Los ateos que son felices y consecuentes no condenan al prójimo por su fe, entienden que sería tan absurdo como atropellar con alevosía a un ciego que cruza la calle. Si los creyentes quieren hablar de dios, pues que hablen. Como decía un ateo anónimo: “que discutan, pero sin acritud ni hiel, les prometemos no condenarlos nunca al fuego por el crimen de lesa geometría que ellos cometen al sostener que tres personas no son más que un solo Dios”. Hay ateos con más humor y misericordia que muchos fieles con crucifijo y voluntarios de Cáritas, puesto que perdonan a sus verdugos fijándose solo en la pena menor (creer internamente en una fantasía) frente a la descomunal pena mayor (querer imponer socialmente la propia creencia bajo pena de persecución y muerte).

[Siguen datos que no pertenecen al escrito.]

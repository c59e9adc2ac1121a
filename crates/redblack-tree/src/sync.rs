use spin::Mutex;

use crate::{
  RbResult,
  check::{
    CheckError,
    TreeStats,
  },
  node::Key,
  tree::RbTree,
  walk::Visit,
};

/// Coarse-grained concurrent front for [`RbTree`]. One exclusive lock spans
/// each whole operation; rotations rewrite entire pointer neighborhoods, so
/// nothing finer is sound.
pub struct SharedTree {
  inner: Mutex<RbTree>,
}

impl SharedTree {
  pub const fn new() -> Self {
    Self {
      inner: Mutex::new(RbTree::new()),
    }
  }

  pub fn insert(&self, key: Key) -> RbResult<()> {
    self.inner.lock().insert(key)
  }

  pub fn contains(&self, key: Key) -> bool {
    self.inner.lock().contains(key)
  }

  pub fn remove(&self, key: Key) -> RbResult<()> {
    self.inner.lock().remove(key)
  }

  pub fn clear(&self) {
    self.inner.lock().clear();
  }

  pub fn len(&self) -> usize {
    self.inner.lock().len()
  }

  pub fn is_empty(&self) -> bool {
    self.inner.lock().is_empty()
  }

  /// Snapshot traversal under the lock; the callback must not call back
  /// into this tree.
  pub fn walk<F>(&self, visit: F)
  where
    F: FnMut(Visit),
  {
    self.inner.lock().walk(visit);
  }

  pub fn check(&self) -> Result<TreeStats, CheckError> {
    self.inner.lock().check()
  }
}

impl Default for SharedTree {
  fn default() -> Self {
    Self::new()
  }
}
use core::ptr::NonNull;

use crate::{
  RbError,
  RbResult,
  node::{
    Color,
    Key,
    Node,
    color_of,
  },
};

/// Ordered set of [`Key`]s kept balanced through red-black recoloring and
/// rotations. Lookups, inserts and removals are `O(log n)`.
pub struct RbTree {
  pub(crate) root: Option<NonNull<Node>>,
  len: usize,
}

impl RbTree {
  pub const fn new() -> Self {
    Self { root: None, len: 0 }
  }

  #[inline(always)]
  pub const fn len(&self) -> usize {
    self.len
  }

  #[inline(always)]
  pub const fn is_empty(&self) -> bool {
    self.len == 0
  }

  /// Inserts `key`, rejecting duplicates before any allocation happens.
  pub fn insert(&mut self, key: Key) -> RbResult<()> {
    let mut cursor = self.root;
    let mut prev = None;

    while let Some(current) = cursor {
      let current_ref = unsafe { current.as_ref() };
      prev = cursor;
      if key < current_ref.key {
        cursor = current_ref.left;
      } else if key > current_ref.key {
        cursor = current_ref.right;
      } else {
        return Err(RbError::Duplicate);
      }
    }

    let mut node = Node::create(key)?;

    match prev {
      None => {
        unsafe { node.as_mut() }.color = Color::Black;
        self.root = Some(node);
      }
      Some(mut parent) => {
        unsafe { node.as_mut() }.parent = prev;
        {
          let parent_mut = unsafe { parent.as_mut() };
          if key < parent_mut.key {
            parent_mut.left = Some(node);
          } else {
            parent_mut.right = Some(node);
          }
        }
        unsafe { self.fix_insert(node) };
      }
    }

    self.len += 1;
    Ok(())
  }

  pub fn contains(&self, key: Key) -> bool {
    self.find(key).is_some()
  }

  /// Removes `key`. Interior nodes swap keys with their in-order successor
  /// so the physical unlink always happens at a node with at most one child.
  pub fn remove(&mut self, key: Key) -> RbResult<()> {
    let mut found = self.find(key).ok_or(RbError::NotFound)?;

    let replacement = {
      let found_ref = unsafe { found.as_ref() };
      match (found_ref.left, found_ref.right) {
        (Some(_), Some(right)) => {
          let successor = Self::min_node(right);
          Some((successor, unsafe { successor.as_ref() }.key))
        }
        _ => None,
      }
    };

    let mut target = found;
    if let Some((successor, successor_key)) = replacement {
      unsafe { found.as_mut() }.key = successor_key;
      target = successor;
    }

    let (child, parent, target_color) = {
      let target_ref = unsafe { target.as_ref() };
      (
        target_ref.left.or(target_ref.right),
        target_ref.parent,
        target_ref.color,
      )
    };

    let double_black = target_color == Color::Black && color_of(child) == Color::Black;

    if let Some(mut child) = child {
      unsafe { child.as_mut() }.parent = parent;
    }

    match parent {
      None => self.root = child,
      Some(mut parent) => {
        let left_side = unsafe { target.as_ref() }.is_left_child();
        let parent_mut = unsafe { parent.as_mut() };
        if left_side {
          parent_mut.left = child;
        } else {
          parent_mut.right = child;
        }
      }
    }

    // Fully detached now, nothing references it anymore.
    unsafe { Node::release(target) };
    self.len -= 1;

    if double_black {
      if let Some(parent) = parent {
        unsafe { self.fix_double_black(child, parent) };
      }
      // A deficit at the root shortens every path equally, so the tree is
      // already consistent again.
    } else if let Some(mut child) = child {
      // Either the removed node or its lone child was red. Blackening the
      // survivor restores the path count.
      unsafe { child.as_mut() }.color = Color::Black;
    }

    Ok(())
  }

  /// Drops every node. The tree stays usable afterwards.
  pub fn clear(&mut self) {
    if let Some(root) = self.root.take() {
      unsafe { Self::release_subtree(root) };
    }
    self.len = 0;
  }

  fn find(&self, key: Key) -> Option<NonNull<Node>> {
    let mut cursor = self.root;
    while let Some(current) = cursor {
      let current_ref = unsafe { current.as_ref() };
      if key < current_ref.key {
        cursor = current_ref.left;
      } else if key > current_ref.key {
        cursor = current_ref.right;
      } else {
        return Some(current);
      }
    }
    None
  }

  fn min_node(mut node: NonNull<Node>) -> NonNull<Node> {
    while let Some(left) = unsafe { node.as_ref() }.left {
      node = left;
    }
    node
  }

  /// Promotes `node`'s right child into its place. In-order sequence and
  /// colors are untouched, only links move.
  unsafe fn rotate_left(&mut self, mut node: NonNull<Node>) {
    let Some(mut pivot) = (unsafe { node.as_ref() }.right) else {
      return;
    };

    let inner = unsafe { pivot.as_ref() }.left;
    unsafe { node.as_mut() }.right = inner;
    if let Some(mut inner) = inner {
      unsafe { inner.as_mut() }.parent = Some(node);
    }

    let parent = unsafe { node.as_ref() }.parent;
    unsafe { pivot.as_mut() }.parent = parent;
    match parent {
      None => self.root = Some(pivot),
      Some(mut parent) => {
        let parent_mut = unsafe { parent.as_mut() };
        if parent_mut.left == Some(node) {
          parent_mut.left = Some(pivot);
        } else {
          parent_mut.right = Some(pivot);
        }
      }
    }

    unsafe { pivot.as_mut() }.left = Some(node);
    unsafe { node.as_mut() }.parent = Some(pivot);
  }

  /// Mirror of [`Self::rotate_left`].
  unsafe fn rotate_right(&mut self, mut node: NonNull<Node>) {
    let Some(mut pivot) = (unsafe { node.as_ref() }.left) else {
      return;
    };

    let inner = unsafe { pivot.as_ref() }.right;
    unsafe { node.as_mut() }.left = inner;
    if let Some(mut inner) = inner {
      unsafe { inner.as_mut() }.parent = Some(node);
    }

    let parent = unsafe { node.as_ref() }.parent;
    unsafe { pivot.as_mut() }.parent = parent;
    match parent {
      None => self.root = Some(pivot),
      Some(mut parent) => {
        let parent_mut = unsafe { parent.as_mut() };
        if parent_mut.left == Some(node) {
          parent_mut.left = Some(pivot);
        } else {
          parent_mut.right = Some(pivot);
        }
      }
    }

    unsafe { pivot.as_mut() }.right = Some(node);
    unsafe { node.as_mut() }.parent = Some(pivot);
  }

  /// Walks red-red violations upward from a freshly attached red node.
  unsafe fn fix_insert(&mut self, mut node: NonNull<Node>) {
    loop {
      let Some(mut parent) = (unsafe { node.as_ref() }.parent) else {
        break;
      };
      if unsafe { parent.as_ref() }.color == Color::Black {
        break;
      }

      // A red parent is never the root, so a grandparent exists.
      let Some(mut grand) = (unsafe { parent.as_ref() }.parent) else {
        break;
      };

      if unsafe { grand.as_ref() }.left == Some(parent) {
        let uncle = unsafe { grand.as_ref() }.right;
        match uncle {
          Some(mut uncle) if unsafe { uncle.as_ref() }.color == Color::Red => {
            // Red uncle: recolor and push the violation two levels up.
            unsafe {
              parent.as_mut().color = Color::Black;
              uncle.as_mut().color = Color::Black;
              grand.as_mut().color = Color::Red;
            }
            node = grand;
          }
          _ => {
            if unsafe { parent.as_ref() }.right == Some(node) {
              // Inner grandchild: straighten the zig-zag first.
              unsafe { self.rotate_left(parent) };
              parent = node;
            }
            unsafe {
              parent.as_mut().color = Color::Black;
              grand.as_mut().color = Color::Red;
              self.rotate_right(grand);
            }
            break;
          }
        }
      } else {
        let uncle = unsafe { grand.as_ref() }.left;
        match uncle {
          Some(mut uncle) if unsafe { uncle.as_ref() }.color == Color::Red => {
            unsafe {
              parent.as_mut().color = Color::Black;
              uncle.as_mut().color = Color::Black;
              grand.as_mut().color = Color::Red;
            }
            node = grand;
          }
          _ => {
            if unsafe { parent.as_ref() }.left == Some(node) {
              unsafe { self.rotate_right(parent) };
              parent = node;
            }
            unsafe {
              parent.as_mut().color = Color::Black;
              grand.as_mut().color = Color::Red;
              self.rotate_left(grand);
            }
            break;
          }
        }
      }
    }

    if let Some(mut root) = self.root {
      unsafe { root.as_mut() }.color = Color::Black;
    }
  }

  /// Rebalances after unlinking a black node. `node` is the deficient slot,
  /// possibly empty, and `parent` anchors it; the pair stays valid while
  /// the deficit climbs.
  unsafe fn fix_double_black(
    &mut self,
    mut node: Option<NonNull<Node>>,
    mut parent: NonNull<Node>,
  ) {
    loop {
      let node_is_left = unsafe { parent.as_ref() }.left == node;
      let sibling = if node_is_left {
        unsafe { parent.as_ref() }.right
      } else {
        unsafe { parent.as_ref() }.left
      };

      let Some(mut sibling) = sibling else {
        // A black node that just vanished always leaves a sibling path at
        // least one black deep, so this state means the structure was
        // already broken. Escalate so release builds still terminate.
        debug_assert!(false, "double-black fixup found no sibling");
        log::error!("rbtree: missing sibling during delete fixup, escalating");
        node = Some(parent);
        match unsafe { parent.as_ref() }.parent {
          Some(grand) => {
            parent = grand;
            continue;
          }
          None => break,
        }
      };

      if unsafe { sibling.as_ref() }.color == Color::Red {
        // Red sibling: rotate it above the parent and retry against the
        // new, necessarily black, sibling.
        unsafe {
          parent.as_mut().color = Color::Red;
          sibling.as_mut().color = Color::Black;
          if node_is_left {
            self.rotate_left(parent);
          } else {
            self.rotate_right(parent);
          }
        }
        continue;
      }

      let sibling_color = unsafe { sibling.as_ref() }.color;
      let parent_color = unsafe { parent.as_ref() }.color;
      let red_left_nephew =
        unsafe { sibling.as_ref() }.left.filter(|n| unsafe { n.as_ref() }.color == Color::Red);
      let red_right_nephew =
        unsafe { sibling.as_ref() }.right.filter(|n| unsafe { n.as_ref() }.color == Color::Red);

      if let Some(mut nephew) = red_left_nephew {
        unsafe {
          if node_is_left {
            // Inner nephew: lift it over the sibling, then over the parent.
            nephew.as_mut().color = parent_color;
            self.rotate_right(sibling);
            self.rotate_left(parent);
          } else {
            // Straight line: one rotation borrows a black from this side.
            nephew.as_mut().color = sibling_color;
            sibling.as_mut().color = parent_color;
            self.rotate_right(parent);
          }
          parent.as_mut().color = Color::Black;
        }
        break;
      }

      if let Some(mut nephew) = red_right_nephew {
        unsafe {
          if node_is_left {
            nephew.as_mut().color = sibling_color;
            sibling.as_mut().color = parent_color;
            self.rotate_left(parent);
          } else {
            nephew.as_mut().color = parent_color;
            self.rotate_left(sibling);
            self.rotate_right(parent);
          }
          parent.as_mut().color = Color::Black;
        }
        break;
      }

      // Black sibling without red children: give up one black on this side
      // and move the deficit to the parent.
      unsafe { sibling.as_mut() }.color = Color::Red;
      if parent_color == Color::Red {
        unsafe { parent.as_mut() }.color = Color::Black;
        break;
      }
      node = Some(parent);
      match unsafe { parent.as_ref() }.parent {
        Some(grand) => parent = grand,
        None => break,
      }
    }
  }

  /// Post-order release, children before the node itself.
  unsafe fn release_subtree(node: NonNull<Node>) {
    let (left, right) = {
      let node_ref = unsafe { node.as_ref() };
      (node_ref.left, node_ref.right)
    };
    if let Some(left) = left {
      unsafe { Self::release_subtree(left) };
    }
    if let Some(right) = right {
      unsafe { Self::release_subtree(right) };
    }
    unsafe { Node::release(node) };
  }
}

impl Default for RbTree {
  fn default() -> Self {
    Self::new()
  }
}

impl Drop for RbTree {
  fn drop(&mut self) {
    self.clear();
  }
}

// Nodes are reachable only through the owning tree and shared references
// expose no mutation.
unsafe impl Send for RbTree {}
unsafe impl Sync for RbTree {}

A comienzos del siglo XXI había más de mil trescientos millones de personas que se declaraban increyentes, siendo entre ellas un quinto las ateas convencidas. Porcentaje similar en Europa, donde una cuarta parte (cien millones) son personas irreligiosas, de las que el cinco por ciento son ateas. En EEUU un 60% de las personas de ciencias son increyentes, elevándose a más del 90% entre los miembros de la Academia Nacional de Ciencias. ¿No se deduce claramente de aquí, entre otras cosas, el nada sagrado interés religioso por la educación? Más claro no podía ser.

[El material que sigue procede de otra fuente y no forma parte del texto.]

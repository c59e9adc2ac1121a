use std::io::{
  self,
  Write,
};

use log::{
  LevelFilter,
  debug,
  warn,
};
use redblack_tree::prelude::*;

mod menu;
mod render;

use menu::Choice;

fn init_logging() {
  use simplelog::{
    ColorChoice,
    Config,
    TermLogger,
    TerminalMode,
  };

  let _ = TermLogger::init(
    LevelFilter::Info,
    Config::default(),
    TerminalMode::Mixed,
    ColorChoice::Auto,
  );
}

fn read_line(stdin: &io::Stdin) -> Option<String> {
  let mut buf = String::new();
  match stdin.read_line(&mut buf) {
    Ok(0) => None,
    Ok(_) => Some(buf),
    Err(err) => {
      warn!("stdin read failed: {err}");
      None
    }
  }
}

fn prompt_key(stdin: &io::Stdin) -> Option<Key> {
  print!("Enter the key: ");
  let _ = io::stdout().flush();

  let line = read_line(stdin)?;
  match line.trim().parse::<Key>() {
    Ok(key) => Some(key),
    Err(_) => {
      warn!("rejected non-numeric key {:?}", line.trim());
      println!("That is not an integer key.");
      None
    }
  }
}

fn run_insert(tree: &mut RbTree, stdin: &io::Stdin) {
  let Some(key) = prompt_key(stdin) else {
    return;
  };
  match tree.insert(key) {
    Ok(()) => {
      debug!("inserted {key}");
      println!("Inserted {key}.");
    }
    Err(RbError::Duplicate) => println!("Key {key} is already present."),
    Err(err) => {
      warn!("insert {key} failed: {err:?}");
      println!("Insertion failed: {err:?}.");
    }
  }
}

fn run_search(tree: &RbTree, stdin: &io::Stdin) {
  let Some(key) = prompt_key(stdin) else {
    return;
  };
  if tree.contains(key) {
    println!("Key {key} found.");
  } else {
    println!("Key {key} not found.");
  }
}

fn run_remove(tree: &mut RbTree, stdin: &io::Stdin) {
  let Some(key) = prompt_key(stdin) else {
    return;
  };
  match tree.remove(key) {
    Ok(()) => {
      debug!("removed {key}");
      println!("Removed {key}.");
    }
    Err(RbError::NotFound) => println!("Key {key} not found."),
    Err(err) => {
      warn!("remove {key} failed: {err:?}");
      println!("Removal failed: {err:?}.");
    }
  }
}

fn main() {
  init_logging();

  let mut tree = RbTree::new();
  let stdin = io::stdin();

  loop {
    menu::banner();
    let Some(line) = read_line(&stdin) else {
      // Closed stdin means nobody is driving the menu anymore.
      break;
    };

    match Choice::parse(line.trim()) {
      Some(Choice::Insert) => run_insert(&mut tree, &stdin),
      Some(Choice::Search) => run_search(&tree, &stdin),
      Some(Choice::Remove) => run_remove(&mut tree, &stdin),
      Some(Choice::Destroy) => {
        tree.clear();
        println!("Deleted the entire tree.");
      }
      Some(Choice::Display) => render::print_tree(&tree),
      Some(Choice::Exit) => break,
      None => println!("Invalid choice, pick 1-6."),
    }
  }

  debug!("exiting with {} keys still stored", tree.len());
  println!("Goodbye.");
}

Y en el contexto de la religión neoliberal, ¿no se deduce también de aquí el interés mediático por la desinformación, la infoxicación y el espectáculo? Mantener a la gente desinformada y en la ignorancia alimenta el misterio, la histeria, el temor y los mitos científicos y tecnológicos para controlar más eficazmente a la masa, con su parafernalia propagandística y caritativa y sus sermones sobre curvas, picos, guantes y alarmas.

Así, pues, apostemos por una renovada esperanza atea. “No hay ningún bien que esperar ni ningún mal que temer después de la muerte; aprovechad, pues, sabiamente el tiempo, (…), pues ahí está la mejor decisión que podéis tomar” (Jean Meslier, 1664-1729, cura ateo). Y feliz semana atea, feliz año ateo, feliz vida atea.